Superficialidade em tempos pós-modernos



Depois de passarmos pela Modernidade, agora vivemos o tempo da modernidade contemporânea (ou pós-modernidade), onde a marca fundamental da sociedade atual está na modificação do trabalho, no desenvolvimento tecnológico e na criação de signos e símbolos.

O homem tem vivido em seu cotidiano a praticidade, a tecnologia crescente, a diversidade de opções, e o capitalismo pós-moderno enquanto sistema acelerado, mutável e sistemático. O problema é que a socialização passa a ser flexível e volátil, o homem acaba não dando prioridade e devido valor às relações interpessoais, e quando o faz, geralmente o faz de maneira superficial (mas não estou generalizando!), pois sabemos que é muito mais cômodo revelar aos outros apenas o superficial, assim não corremos o risco de sermos julgados ou rejeitados.

Vive-se uma vida muito corrida ,o pior é quando o indivíduo chega num estágio em que ele já nem sabe mais quem ele é, não se conhece e, por isso, cai no risco de mentir para si mesmo. Se compararmos a personalidade humana com uma grande casa, a maioria das pessoas não conhece nem mesmo a sala de visitas do seu próprio ser. Parece bobagem, mas ainda é importante sabermos dialogar com nosso mundo interior. A ausência de autodiálogo tem suas conseqüências.

Na minha opinião, Deus é aquele que conhece o mais íntimo do ser humano. Ele pode se revelar a nós e mostrar quem somos. Basta procurarmos por Ele de todo o coração. Mas isso já é um outro assunto e as opiniões das pessoas são diversas...

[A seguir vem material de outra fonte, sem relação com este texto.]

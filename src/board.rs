//! Board state for one player: ship placement, attacks and fleet status.
//!
//! Cells are stored row-major (`index = row * BOARD_SIZE + col`). Each cell
//! holds the [`ShipId`] of the ship covering it; the ships themselves live in
//! the board's fleet list so every cell of a ship shares one hit record.

use alloc::vec::Vec;
use core::fmt;
use log::{debug, trace};
use rand::Rng;

use crate::bitboard::BitBoard;
use crate::common::{BoardError, PlaceError, Shot};
use crate::config::{BOARD_SIZE, CELLS, SHIPS};
use crate::ship::{Orientation, Ship, ShipId};

type BB = BitBoard<u128, BOARD_SIZE>;

const _: () = assert!(CELLS <= u128::BITS as usize);

const NEIGHBOR_OFFSETS: [(isize, isize); 8] = [
    (-1, -1),
    (-1, 0),
    (-1, 1),
    (0, -1),
    (0, 1),
    (1, -1),
    (1, 0),
    (1, 1),
];

/// Flattened index of (`row`, `col`), or `None` when it lies off the board.
fn cell_index(row: isize, col: isize) -> Option<usize> {
    let size = BOARD_SIZE as isize;
    if (0..size).contains(&row) && (0..size).contains(&col) {
        Some(row as usize * BOARD_SIZE + col as usize)
    } else {
        None
    }
}

/// Flattened indices covered by a ship of `length` anchored at `anchor`.
/// The caller must have checked that the ship fits.
fn footprint(anchor: usize, length: usize, orientation: Orientation) -> impl Iterator<Item = usize> {
    let (row, col) = (anchor / BOARD_SIZE, anchor % BOARD_SIZE);
    (0..length).map(move |i| {
        let (r, c) = orientation.step(row, col, i);
        r * BOARD_SIZE + c
    })
}

/// The 8-connected neighbours of a cell that lie on the board.
fn neighbors(index: usize) -> impl Iterator<Item = usize> {
    let (row, col) = ((index / BOARD_SIZE) as isize, (index % BOARD_SIZE) as isize);
    NEIGHBOR_OFFSETS
        .into_iter()
        .filter_map(move |(dr, dc)| cell_index(row + dr, col + dc))
}

/// Main board state: ship placements, misses and attacked cells.
#[derive(Clone)]
pub struct Board {
    cells: [Option<ShipId>; CELLS],
    fleet: Vec<Ship>,
    missed: BB,
    attacked: BB,
}

impl Board {
    /// Create an empty board (no ships placed, nothing attacked).
    pub fn new() -> Self {
        Board {
            cells: [None; CELLS],
            fleet: Vec::new(),
            missed: BB::new(),
            attacked: BB::new(),
        }
    }

    /// Reset to the freshly constructed state.
    pub fn clear(&mut self) {
        self.cells = [None; CELLS];
        self.fleet.clear();
        self.missed.clear_all();
        self.attacked.clear_all();
    }

    /// Ships placed on this board, in placement order.
    pub fn fleet(&self) -> &[Ship] {
        &self.fleet
    }

    pub fn ship(&self, id: ShipId) -> Option<&Ship> {
        self.fleet.get(id.index())
    }

    /// Ship covering (`row`, `col`), if any.
    pub fn ship_at(&self, row: isize, col: isize) -> Option<ShipId> {
        cell_index(row, col).and_then(|i| self.cells[i])
    }

    /// Returns `true` if an attack at (`row`, `col`) hit water.
    pub fn is_missed(&self, row: isize, col: isize) -> bool {
        cell_index(row, col).is_some_and(|i| self.missed.get_index(i))
    }

    /// Cells where an attack hit water.
    pub fn missed_cells(&self) -> BB {
        self.missed
    }

    /// Every cell that has received an attack.
    pub fn attacked_cells(&self) -> BB {
        self.attacked
    }

    /// Number of placed ships that are still afloat.
    pub fn ships_remaining(&self) -> usize {
        self.fleet.iter().filter(|s| !s.is_sunk()).count()
    }

    /// Check whether a ship of `length` could be anchored at (`row`, `col`).
    ///
    /// Rejections are reported in check order: bad length, anchor off the
    /// board, ship running past the edge, overlap, then contact with another
    /// ship through any of the 8 neighbours of each target cell.
    pub fn check_placement(
        &self,
        length: usize,
        row: isize,
        col: isize,
        orientation: Orientation,
    ) -> Result<(), BoardError> {
        if length == 0 {
            return Err(BoardError::InvalidShipLength);
        }
        let anchor = cell_index(row, col).ok_or(BoardError::OutOfBounds { row, col })?;
        let start = match orientation {
            Orientation::Horizontal => anchor % BOARD_SIZE,
            Orientation::Vertical => anchor / BOARD_SIZE,
        };
        if length > BOARD_SIZE - start {
            return Err(BoardError::ShipOutOfBounds);
        }
        if footprint(anchor, length, orientation).any(|i| self.cells[i].is_some()) {
            return Err(BoardError::ShipOverlaps);
        }
        if footprint(anchor, length, orientation)
            .flat_map(neighbors)
            .any(|i| self.cells[i].is_some())
        {
            return Err(BoardError::ShipAdjacent);
        }
        Ok(())
    }

    /// Returns `true` if `ship` could be placed at (`row`, `col`). Never mutates.
    pub fn is_placement_possible(
        &self,
        ship: &Ship,
        row: isize,
        col: isize,
        orientation: Orientation,
    ) -> bool {
        self.check_placement(ship.length(), row, col, orientation)
            .is_ok()
    }

    /// Place `ship` anchored at (`row`, `col`), extending right or down.
    /// On rejection the board is untouched and the ship is returned in the error.
    ///
    /// Miss and attack markers on the footprint are cleared: a missed cell is
    /// never occupied.
    pub fn try_place_ship(
        &mut self,
        ship: Ship,
        row: isize,
        col: isize,
        orientation: Orientation,
    ) -> Result<ShipId, PlaceError> {
        if let Err(reason) = self.check_placement(ship.length(), row, col, orientation) {
            return Err(PlaceError::new(reason, ship));
        }
        let anchor = row as usize * BOARD_SIZE + col as usize;
        let id = ShipId::new(self.fleet.len());
        for i in footprint(anchor, ship.length(), orientation) {
            self.cells[i] = Some(id);
            self.missed.remove_index(i);
            self.attacked.remove_index(i);
        }
        debug!(
            "placed {} at ({}, {}) {:?}",
            ship.name(),
            row,
            col,
            orientation
        );
        self.fleet.push(ship);
        Ok(id)
    }

    /// Place `ship`, returning `false` with no mutation if the placement is invalid.
    pub fn place_ship(
        &mut self,
        ship: Ship,
        row: isize,
        col: isize,
        orientation: Orientation,
    ) -> bool {
        self.try_place_ship(ship, row, col, orientation).is_ok()
    }

    /// Place the standard fleet at uniformly random cells and orientations.
    ///
    /// Does nothing and returns `false` unless the board is empty. Rejected
    /// draws are retried until every ship is down.
    pub fn place_ships_randomly<R: Rng + ?Sized>(&mut self, rng: &mut R) -> bool {
        if !self.is_empty() {
            debug!("board already holds ships; skipping random placement");
            return false;
        }
        let mut attempts = 0usize;
        for def in SHIPS.iter() {
            let mut ship = Ship::new(*def);
            loop {
                attempts += 1;
                let index = rng.random_range(0..CELLS);
                let orientation = if rng.random() {
                    Orientation::Vertical
                } else {
                    Orientation::Horizontal
                };
                let (row, col) = ((index / BOARD_SIZE) as isize, (index % BOARD_SIZE) as isize);
                match self.try_place_ship(ship, row, col, orientation) {
                    Ok(_) => break,
                    Err(err) => {
                        trace!("random placement rejected: {}", err);
                        ship = err.into_ship();
                    }
                }
            }
        }
        debug!(
            "placed {} ships after {} attempts",
            self.fleet.len(),
            attempts
        );
        true
    }

    /// Attack (`row`, `col`) and report what was struck.
    ///
    /// Unlike [`receive_attack`](Self::receive_attack), repeated attacks on a
    /// cell are rejected without touching the board.
    pub fn attack(&mut self, row: isize, col: isize) -> Result<Shot, BoardError> {
        let index = cell_index(row, col).ok_or(BoardError::OutOfBounds { row, col })?;
        let (r, c) = (index / BOARD_SIZE, index % BOARD_SIZE);
        if self.attacked.get(r, c)? {
            return Err(BoardError::AlreadyAttacked { row: r, col: c });
        }
        Ok(self.resolve_attack(index))
    }

    /// Attack (`row`, `col`). Returns `true` on a hit; `false` on a miss or
    /// when the coordinate is off the board, which leaves the board untouched.
    pub fn receive_attack(&mut self, row: isize, col: isize) -> bool {
        match cell_index(row, col) {
            Some(index) => self.resolve_attack(index).is_hit(),
            None => false,
        }
    }

    fn resolve_attack(&mut self, index: usize) -> Shot {
        self.attacked.insert_index(index);
        let Some(id) = self.cells[index] else {
            self.missed.insert_index(index);
            trace!("miss at cell {}", index);
            return Shot::Miss;
        };
        let segment = self.segment_at(index);
        let ship = &mut self.fleet[id.index()];
        ship.hit(segment);
        trace!("hit {} segment {} at cell {}", ship.name(), segment, index);
        if ship.is_sunk() {
            debug!("{} sunk", ship.name());
            Shot::Sink {
                ship: id,
                segment,
                name: ship.name(),
            }
        } else {
            Shot::Hit { ship: id, segment }
        }
    }

    /// Segment of the ship at `index`, counted from its anchor.
    ///
    /// The axis is inferred from which neighbour is occupied: left first,
    /// then above. This relies on ships never touching.
    fn segment_at(&self, index: usize) -> usize {
        let (row, col) = (index / BOARD_SIZE, index % BOARD_SIZE);
        let occupied = |i: usize| self.cells[i].is_some();
        if col > 0 && occupied(index - 1) {
            (1..=col).take_while(|&i| occupied(index - i)).count()
        } else if row > 0 && occupied(index - BOARD_SIZE) {
            (1..=row)
                .take_while(|&i| occupied(index - i * BOARD_SIZE))
                .count()
        } else {
            0
        }
    }

    /// Returns `true` once at least one ship is placed and every placed ship is sunk.
    pub fn is_game_over(&self) -> bool {
        let mut occupied = self.cells.iter().flatten().peekable();
        occupied.peek().is_some() && occupied.all(|id| self.fleet[id.index()].is_sunk())
    }

    /// Returns `true` if no cell is occupied.
    pub fn is_empty(&self) -> bool {
        self.cells.iter().all(Option::is_none)
    }

    /// Number of unoccupied cells.
    pub fn empty_fields_amount(&self) -> usize {
        self.cells.iter().filter(|c| c.is_none()).count()
    }
}

impl Default for Board {
    fn default() -> Self {
        Self::new()
    }
}

impl fmt::Debug for Board {
    fn fmt(&self, f: &mut fmt::Formatter<'_>) -> fmt::Result {
        writeln!(
            f,
            "Board {{\n  fleet: {:?},\n  missed: {:?},\n  attacked: {:?}\n}}",
            self.fleet, self.missed, self.attacked
        )
    }
}

impl fmt::Display for Board {
    /// `■` ship, `X` hit ship, `○` miss, `□` water.
    fn fmt(&self, f: &mut fmt::Formatter<'_>) -> fmt::Result {
        for r in 0..BOARD_SIZE {
            for c in 0..BOARD_SIZE {
                let i = r * BOARD_SIZE + c;
                let mark = match (self.cells[i], self.attacked.get_index(i)) {
                    (Some(_), true) => 'X',
                    (Some(_), false) => '■',
                    (None, true) => '○',
                    (None, false) => '□',
                };
                write!(f, "{} ", mark)?;
            }
            if r + 1 < BOARD_SIZE {
                writeln!(f)?;
            }
        }
        Ok(())
    }
}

Vivemos tempos onde agir superficialmente com as pessoas se tornou algo natural (“cultura da superficialidade”). Não nos envolvemos, logo não somos magoados. Mas a verdade é que isso é uma ilusão. É uma tamanha imaturidade pensar dessa forma.

O mundo mudou. A roda girou e gira cada vez mais rápido. Fica cada vez mais complicado encontrar amizades verdadeiras. Amizade só. Aquela sem querer nada em troca. Amigo somente, sem resultados. Mas o mundo pós-moderno é o mundo dos resultados, no qual tudo é contabilizado: o tempo (que não tem tempo a perder); o amor (que precisa ser restaurado!); o olhar (narcisista, que enxerga primeiramente a si mesmo), o ouvir (que privilegia escutar seu próprio eco).

O mundo e as pessoas mudam, é certo. Mas não podemos simplesmente nos conformar com a forma que o mundo quer impor sobre nós. Podemos restaurar e preservar os valores perdidos, e dar outro rumo às nossas vidas! Para isso é preciso ter uma convicção firme naquilo que cremos, e eu tenho a minha.